So you broke vault?
Symptoms
- The vault UI or CLI reports that the cluster is sealed and there is no amount of coaxing to get it out of that state.
- There may be other symptoms. Add to this list as needed.
root@ip-172-16-0-82:/etc/vault# VAULT_SKIP_VERIFY=true vault status
Key Value
--- -----
Recovery Seal Type awskms
Initialized false <<<<< Ahh! Bad!
Sealed true <<<<< Sealed!
Total Recovery Shares 0
Threshold 0
Unseal Progress 0/0 <<<<< This node knowns nothing about any other nodes
Unseal Nonce n/a
Version 1.14.1
Build Date 2023-07-21T10:15:14Z
Storage Type raft
HA Enabled true <<<<< And it is supposed too!
What to do!?!
- Go to the apporpriate S3 bucket and find the most recent backup. Production backs up every six hours. QA + CI backup once a day. Bucket names are: ol-infra-ci-vault-backups, ol-infra-qa-vault-backups, ol-infra-production-vault-backups.
- Download the most recent backup locally to your machine and stage it to the vault node you're going to run the restore on. You only run this procedure ONCE! You do not need to run this on every vault node.
scp -i <path to your oldevops.pem ssh private key> <path to downloaded .snapshot file> admin@<IP address of the vault node you're restoring to>:/tmp
- On the node that you've copied the
.snapshot
file to, verify that the vault status outputs as above. - Export a vault setting to make life less annoying
export VAULT_SKIP_VERIFY=true
- Initialize the vault cluster:
vault operator init
- Output will look like this:
Recovery Key 1: bX5A***********************************ExhBC
Recovery Key 2: XHo3***********************************LZxmZ
Recovery Key 3: EEOE***********************************XWC8p
Recovery Key 4: FyTq***********************************EY0ij
Recovery Key 5: oXaW***********************************Wr74k
Initial Root Token: hvs.**********************wf
Success! Vault is initialized
Recovery key initialized with 5 key shares and a key threshold of 3. Please
securely distribute the key shares printed above.

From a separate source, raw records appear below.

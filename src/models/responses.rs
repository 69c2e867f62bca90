use serde::Serialize;

use crate::core::encoding::OrderedMap;
use crate::core::schedule::CurrentState;
use crate::models::domain::{
    Arena, CompState, Corner, Location, Match, MatchSlotLengths, MatchType, Period, Shepherds, Team,
    TeamScores, Timestamp,
};

/// Build an absolute resource path, percent-encoding each segment
pub fn resource_url(segments: &[&str]) -> String {
    segments.iter().fold(String::new(), |mut url, segment| {
        url.push('/');
        url.push_str(&urlencoding::encode(segment));
        url
    })
}

/// Top-level collections and where to find them
pub fn root_index() -> OrderedMap<String> {
    [
        "config",
        "arenas",
        "teams",
        "corners",
        "locations",
        "matches",
        "periods",
        "state",
        "current",
        "knockout",
    ]
    .into_iter()
    .map(|name| (name, resource_url(&[name])))
    .collect()
}

#[derive(Debug, Clone, Serialize)]
pub struct StateResponse<'a> {
    pub state: &'a str,
}

#[derive(Debug, Clone, Serialize)]
pub struct ConfigInfo {
    pub match_slots: MatchSlotLengths,
}

#[derive(Debug, Clone, Serialize)]
pub struct ConfigResponse {
    pub config: ConfigInfo,
}

#[derive(Debug, Clone, Serialize)]
pub struct ArenaInfo<'a> {
    pub get: String,
    pub name: &'a str,
    pub display_name: &'a str,
    #[serde(skip_serializing_if = "Option::is_none")]
    pub colour: Option<&'a str>,
}

impl<'a> From<&'a Arena> for ArenaInfo<'a> {
    fn from(arena: &'a Arena) -> Self {
        Self {
            get: resource_url(&["arenas", &arena.name]),
            name: &arena.name,
            display_name: &arena.display_name,
            colour: arena.colour.as_deref(),
        }
    }
}

#[derive(Debug, Clone, Serialize)]
pub struct ArenasResponse<'a> {
    pub arenas: OrderedMap<ArenaInfo<'a>>,
}

#[derive(Debug, Clone, Serialize)]
pub struct CornerInfo<'a> {
    pub get: String,
    pub number: u8,
    pub colour: &'a str,
}

impl<'a> From<&'a Corner> for CornerInfo<'a> {
    fn from(corner: &'a Corner) -> Self {
        Self {
            get: resource_url(&["corners", &corner.number.to_string()]),
            number: corner.number,
            colour: &corner.colour,
        }
    }
}

#[derive(Debug, Clone, Serialize)]
pub struct CornersResponse<'a> {
    pub corners: OrderedMap<CornerInfo<'a>>,
}

#[derive(Debug, Clone, Serialize)]
pub struct LocationInfo<'a> {
    pub get: String,
    pub display_name: &'a str,
    #[serde(skip_serializing_if = "Option::is_none")]
    pub description: Option<&'a str>,
    pub teams: &'a [String],
    pub shepherds: &'a Shepherds,
}

impl<'a> From<&'a Location> for LocationInfo<'a> {
    fn from(location: &'a Location) -> Self {
        Self {
            get: resource_url(&["locations", &location.name]),
            display_name: &location.display_name,
            description: location.description.as_deref(),
            teams: &location.teams,
            shepherds: &location.shepherds,
        }
    }
}

#[derive(Debug, Clone, Serialize)]
pub struct LocationsResponse<'a> {
    pub locations: OrderedMap<LocationInfo<'a>>,
}

#[derive(Debug, Clone, Serialize)]
pub struct NameWithUrl<'a> {
    pub name: &'a str,
    pub get: String,
}

#[derive(Debug, Clone, Serialize)]
pub struct TeamInfo<'a> {
    pub tla: &'a str,
    pub name: &'a str,
    pub rookie: bool,
    pub league_pos: u32,
    pub location: NameWithUrl<'a>,
    pub scores: TeamScores,
    pub get: String,
    #[serde(skip_serializing_if = "Option::is_none")]
    pub image_url: Option<String>,
}

impl<'a> From<&'a Team> for TeamInfo<'a> {
    fn from(team: &'a Team) -> Self {
        Self {
            tla: &team.tla,
            name: &team.name,
            rookie: team.rookie,
            league_pos: team.league_pos,
            location: NameWithUrl {
                name: &team.location,
                get: resource_url(&["locations", &team.location]),
            },
            scores: team.scores,
            get: resource_url(&["teams", &team.tla]),
            image_url: team
                .image
                .as_ref()
                .map(|_| resource_url(&["teams", &team.tla, "image"])),
        }
    }
}

#[derive(Debug, Clone, Serialize)]
pub struct TeamsResponse<'a> {
    pub teams: OrderedMap<TeamInfo<'a>>,
}

/// Envelope of the match list resource
#[derive(Debug, Clone, Serialize)]
pub struct MatchListResponse<'a> {
    pub matches: Vec<&'a Match>,
    pub last_scored: Option<u32>,
}

#[derive(Debug, Clone, Serialize)]
pub struct LastScoredResponse {
    pub last_scored: Option<u32>,
}

#[derive(Debug, Clone, Serialize)]
pub struct PeriodMatches {
    pub first_num: Option<u32>,
    pub last_num: Option<u32>,
}

#[derive(Debug, Clone, Serialize)]
pub struct PeriodInfo<'a> {
    #[serde(rename = "type")]
    pub period_type: MatchType,
    pub description: &'a str,
    pub start_time: Timestamp,
    pub end_time: Timestamp,
    pub max_end_time: Timestamp,
    pub matches: PeriodMatches,
}

impl<'a> From<&'a Period> for PeriodInfo<'a> {
    fn from(period: &'a Period) -> Self {
        Self {
            period_type: period.period_type,
            description: &period.description,
            start_time: period.start_time,
            end_time: period.end_time,
            max_end_time: period.max_end_time,
            matches: PeriodMatches {
                first_num: period.first_num,
                last_num: period.last_num,
            },
        }
    }
}

#[derive(Debug, Clone, Serialize)]
pub struct PeriodsResponse<'a> {
    pub periods: Vec<PeriodInfo<'a>>,
}

#[derive(Debug, Serialize)]
pub struct CurrentResponse<'a> {
    pub time: Timestamp,
    pub delay: u32,
    pub matches: Vec<&'a Match>,
    pub staging_matches: Vec<&'a Match>,
    pub shepherding_matches: Vec<&'a Match>,
}

impl<'a> From<CurrentState<'a>> for CurrentResponse<'a> {
    fn from(current: CurrentState<'a>) -> Self {
        Self {
            time: current.time,
            delay: current.delay,
            matches: current.matches,
            staging_matches: current.staging_matches,
            shepherding_matches: current.shepherding_matches,
        }
    }
}

#[derive(Debug, Serialize)]
pub struct KnockoutResponse<'a> {
    pub rounds: Vec<Vec<&'a Match>>,
}

#[derive(Debug, Serialize)]
pub struct TiebreakerResponse<'a> {
    pub tiebreaker: &'a Match,
}

impl<'a> ArenasResponse<'a> {
    pub fn from_state(state: &'a CompState) -> Self {
        Self {
            arenas: state
                .arenas
                .iter()
                .map(|a| (a.name.as_str(), ArenaInfo::from(a)))
                .collect(),
        }
    }
}

impl<'a> CornersResponse<'a> {
    pub fn from_state(state: &'a CompState) -> Self {
        Self {
            corners: state
                .corners
                .iter()
                .map(|c| (c.number.to_string(), CornerInfo::from(c)))
                .collect(),
        }
    }
}

impl<'a> LocationsResponse<'a> {
    pub fn from_state(state: &'a CompState) -> Self {
        Self {
            locations: state
                .locations
                .iter()
                .map(|l| (l.name.as_str(), LocationInfo::from(l)))
                .collect(),
        }
    }
}

impl<'a> TeamsResponse<'a> {
    pub fn from_state(state: &'a CompState) -> Self {
        Self {
            teams: state
                .teams
                .iter()
                .map(|t| (t.tla.as_str(), TeamInfo::from(t)))
                .collect(),
        }
    }
}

- The message says those recovery keys are important but they aren't in this case. You don't need to save them. What you do need is the initial root token. Export that into env var:
export VAULT_TOKEN=<token value including hvs. from prev command output>
- Do the restore:
vault operator raft snapshot restore <path to .snapshot file>
. It doesn't actually output anything. - Unset VAULT_TOKEN with
unset VAULT_TOKEN
(because that token was tied the shortlived cluster that existed before running the restore). Then do a vault status:vault status
and it should look something like this:
Key Value
--- -----
Recovery Seal Type shamir
Initialized true
Sealed false <<<< Victory!
Total Recovery Shares 2
Threshold 2
Version 1.14.1
Build Date 2023-07-21T10:15:14Z
Storage Type raft
Cluster Name vault-cluster-ab3e7a1b
Cluster ID ef172e45-fake-uuid-here-aeb8da8a7179
HA Enabled true
HA Cluster https://256.256.256.256:8201
HA Mode standby
Active Node Address https://active.vault.service.consul:8200
Raft Committed Index 815551
Raft Applied Index 815551
- Loop through the other nodes in the cluster and verify they have a similar vault unseal status. If they don't, try
systemctl restart vault
. They should join backup and restore the raft on their own provided they were broken to begin with. - Verify that the vault UI works as excpected again and your secrets are there.
- Some, possibly serious, complications after doing this: it is possible that there are credential secrets out in the wild being used that are no longer tracked via leases in vault. For instance if they were issued between when the backup took place and when the cluster stopped being viable. This could be the case for PKI secrets as well and of course if any static secrets in vaults were changed between the backup and beginning of the outage.